[Items from a data source]
━━━━━━

use crate::{
    coordinate::Coordinate,
    error::{GeoError, Result},
};
use csv::ReaderBuilder;
use serde::{Deserialize, Serialize};
use std::collections::BTreeMap;

/// Embedded CSV table of the 77 district centers of Nepal.
pub static DISTRICTS_CSV: &str = include_str!("../../fixtures/districts.csv");

/// Embedded CSV table of community forests and protected areas.
pub static COMMUNITY_FORESTS_CSV: &str = include_str!("../../fixtures/community_forests.csv");

/// Which source table a place came from.
#[derive(Debug, PartialEq, Eq, Clone, Copy, Serialize, Deserialize)]
pub enum PlaceKind {
    District,
    CommunityForest,
}

/// A named point in the gazetteer.
#[derive(Debug, PartialEq, Clone, Serialize, Deserialize)]
pub struct Place {
    pub name: String,
    pub coordinate: Coordinate,
    pub kind: PlaceKind,
}

/// How the user picked the analysis location.
#[derive(Debug, PartialEq, Clone)]
pub enum LocationQuery {
    /// Case-insensitive substring of a gazetteer name
    Name(String),
    /// Raw decimal degrees
    Coordinates { lat: f64, lon: f64 },
}

/// A location ready for analysis.
#[derive(Debug, PartialEq, Clone, Serialize, Deserialize)]
pub struct ResolvedLocation {
    pub name: String,
    pub coordinate: Coordinate,
}

/// Outcome of resolving a [`LocationQuery`]. An empty search is not an error.
#[derive(Debug, PartialEq, Clone)]
pub enum Resolution {
    Found(ResolvedLocation),
    NoMatch,
}

/// Read-only name to coordinate table.
///
/// Districts are loaded before community forests; on a name collision the
/// first entry wins.
#[derive(Debug, Clone, Default)]
pub struct Gazetteer {
    places: BTreeMap<String, Place>,
}

impl Gazetteer {
    /// Gazetteer built from the embedded district and forest tables.
    pub fn nepal() -> Result<Gazetteer> {
        let mut gazetteer = Gazetteer::default();
        gazetteer.extend(parse_places_csv(DISTRICTS_CSV, PlaceKind::District)?);
        gazetteer.extend(parse_places_csv(
            COMMUNITY_FORESTS_CSV,
            PlaceKind::CommunityForest,
        )?);
        Ok(gazetteer)
    }

    /// Add places, keeping any existing entry with the same name.
    pub fn extend(&mut self, places: Vec<Place>) {
        for place in places {
            self.places.entry(place.name.clone()).or_insert(place);
        }
    }

    pub fn len(&self) -> usize {
        self.places.len()
    }

    pub fn is_empty(&self) -> bool {
        self.places.is_empty()
    }

    /// All place names in alphabetical order.
    pub fn names(&self) -> Vec<&str> {
        self.places.keys().map(String::as_str).collect()
    }

    pub fn places(&self) -> impl Iterator<Item = &Place> {
        self.places.values()
    }

    /// Names containing `query` (case-insensitive), alphabetically sorted.
    /// An empty query matches everything.
    pub fn search(&self, query: &str) -> Vec<&str> {
        let needle = query.to_lowercase();
        self.places
            .keys()
            .filter(|name| name.to_lowercase().contains(&needle))
            .map(String::as_str)
            .collect()
    }

    /// Exact-name lookup.
    pub fn coords(&self, name: &str) -> Option<Coordinate> {
        self.places.get(name).map(|place| place.coordinate)
    }

    /// Resolve a name search or a raw coordinate pair to a location.
    ///
    /// Name queries pick the first alphabetical match. Coordinates are
    /// passed through after checking they lie inside Nepal.
    pub fn resolve(&self, query: &LocationQuery) -> Result<Resolution> {
        match query {
            LocationQuery::Name(text) => {
                let resolution = self
                    .search(text)
                    .first()
                    .and_then(|name| {
                        self.coords(name).map(|coordinate| ResolvedLocation {
                            name: name.to_string(),
                            coordinate,
                        })
                    })
                    .map_or(Resolution::NoMatch, Resolution::Found);
                Ok(resolution)
            }
            LocationQuery::Coordinates { lat, lon } => {
                let coordinate = Coordinate::new_in_nepal(*lat, *lon)?;
                Ok(Resolution::Found(ResolvedLocation {
                    name: custom_location_name(&coordinate),
                    coordinate,
                }))
            }
        }
    }
}

/// Display name for a location entered as raw coordinates.
pub fn custom_location_name(coordinate: &Coordinate) -> String {
    format!(
        "Custom Location ({:.4}°N, {:.4}°E)",
        coordinate.lat, coordinate.lon
    )
}

/// Parse a CSV string of places into a vector of Places.
///
/// Expected CSV columns: name, latitude, longitude
pub fn parse_places_csv(csv_object: &str, kind: PlaceKind) -> Result<Vec<Place>> {
    let mut place_list: Vec<Place> = Vec::new();
    let mut rdr = ReaderBuilder::new()
        .delimiter(b',')
        .has_headers(true)
        .from_reader(csv_object.as_bytes());
    for row in rdr.records() {
        let record = row.map_err(|e| GeoError::GazetteerParse(e.to_string()))?;
        let field = |idx: usize, label: &str| {
            record
                .get(idx)
                .map(str::trim)
                .filter(|s| !s.is_empty())
                .ok_or_else(|| GeoError::GazetteerParse(format!("missing {label}")))
        };
        let name = field(0, "name")?.to_string();
        let parse_degrees = |idx: usize, label: &str| -> Result<f64> {
            field(idx, label)?
                .parse::<f64>()
                .map_err(|e| GeoError::GazetteerParse(format!("{name}: bad {label}: {e}")))
        };
        let lat = parse_degrees(1, "latitude")?;
        let lon = parse_degrees(2, "longitude")?;
        place_list.push(Place {
            coordinate: Coordinate::new(lat, lon)?,
            name,
            kind,
        });
    }
    Ok(place_list)
}

#[cfg(test)]
mod tests {
    use super::*;

    fn gazetteer() -> Gazetteer {
        Gazetteer::nepal().unwrap()
    }

    #[test]
    fn test_embedded_tables() {
        let districts = parse_places_csv(DISTRICTS_CSV, PlaceKind::District).unwrap();
        let forests = parse_places_csv(COMMUNITY_FORESTS_CSV, PlaceKind::CommunityForest).unwrap();
        assert_eq!(districts.len(), 77);
        assert_eq!(forests.len(), 8);
        assert_eq!(gazetteer().len(), 85);
        assert!(districts.iter().all(|p| p.coordinate.within_nepal()));
    }

    #[test]
    fn test_names_are_sorted() {
        let g = gazetteer();
        let names = g.names();
        let mut sorted = names.clone();
        sorted.sort();
        assert_eq!(names, sorted);
    }

    #[test]
    fn test_search_is_case_insensitive_substring() {
        let g = gazetteer();
        assert_eq!(
            g.search("kath"),
            vec!["Kathmandu", "Shivapuri National Park Buffer (Kathmandu)"]
        );
        assert_eq!(g.search("KATHMANDU"), g.search("kathmandu"));
        assert!(g.search("zzz-no-such-place").is_empty());
        assert_eq!(g.search("").len(), g.len());
        assert!(g.search(" kath").is_empty());
    }

    #[test]
    fn test_resolve_by_name_picks_first_sorted_match() {
        let g = gazetteer();
        let resolution = g.resolve(&LocationQuery::Name("kath".into())).unwrap();
        assert_eq!(
            resolution,
            Resolution::Found(ResolvedLocation {
                name: "Kathmandu".into(),
                coordinate: Coordinate { lat: 27.7172, lon: 85.3240 },
            })
        );
    }

    #[test]
    fn test_resolve_no_match_is_not_an_error() {
        let g = gazetteer();
        let resolution = g.resolve(&LocationQuery::Name("atlantis".into())).unwrap();
        assert_eq!(resolution, Resolution::NoMatch);
    }

    #[test]
    fn test_resolve_coordinates_passes_through() {
        let g = gazetteer();
        let query = LocationQuery::Coordinates { lat: 27.5, lon: 84.25 };
        match g.resolve(&query).unwrap() {
            Resolution::Found(location) => {
                assert_eq!(location.coordinate, Coordinate { lat: 27.5, lon: 84.25 });
                assert_eq!(location.name, "Custom Location (27.5000°N, 84.2500°E)");
            }
            Resolution::NoMatch => panic!("coordinates always resolve"),
        }
        let outside = LocationQuery::Coordinates { lat: 35.0, lon: 84.0 };
        assert!(g.resolve(&outside).is_err());
    }

    #[test]
    fn test_earlier_table_wins_on_collision() {
        let mut g = Gazetteer::default();
        let place = |lat: f64, kind| Place {
            name: "Chitwan".into(),
            coordinate: Coordinate { lat, lon: 84.0 },
            kind,
        };
        g.extend(vec![place(27.5, PlaceKind::District)]);
        g.extend(vec![place(27.0, PlaceKind::CommunityForest)]);
        assert_eq!(g.len(), 1);
        assert_eq!(g.coords("Chitwan"), Some(Coordinate { lat: 27.5, lon: 84.0 }));
    }

    #[test]
    fn test_resolved_radius_round_trip() {
        use crate::coordinate::AreaOfInterest;
        let g = gazetteer();
        let coordinate = g.coords("Kathmandu").unwrap();
        let aoi = AreaOfInterest::new(coordinate, 7.0).unwrap();
        assert_eq!(aoi.radius_m(), 7000.0);
    }
}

━━━━━━

Starting with the line that holds "assert_eq!(gazetteer().len(), 85);" and ending with the line that holds "sorted.sort();", retype every line in the data above exactly, and nothing else.

RESPONSE TO THE TASK:
        assert_eq!(gazetteer().len(), 85);
        assert!(districts.iter().all(|p| p.coordinate.within_nepal()));
    }

    #[test]
    fn test_names_are_sorted() {
        let g = gazetteer();
        let names = g.names();
        let mut sorted = names.clone();
        sorted.sort();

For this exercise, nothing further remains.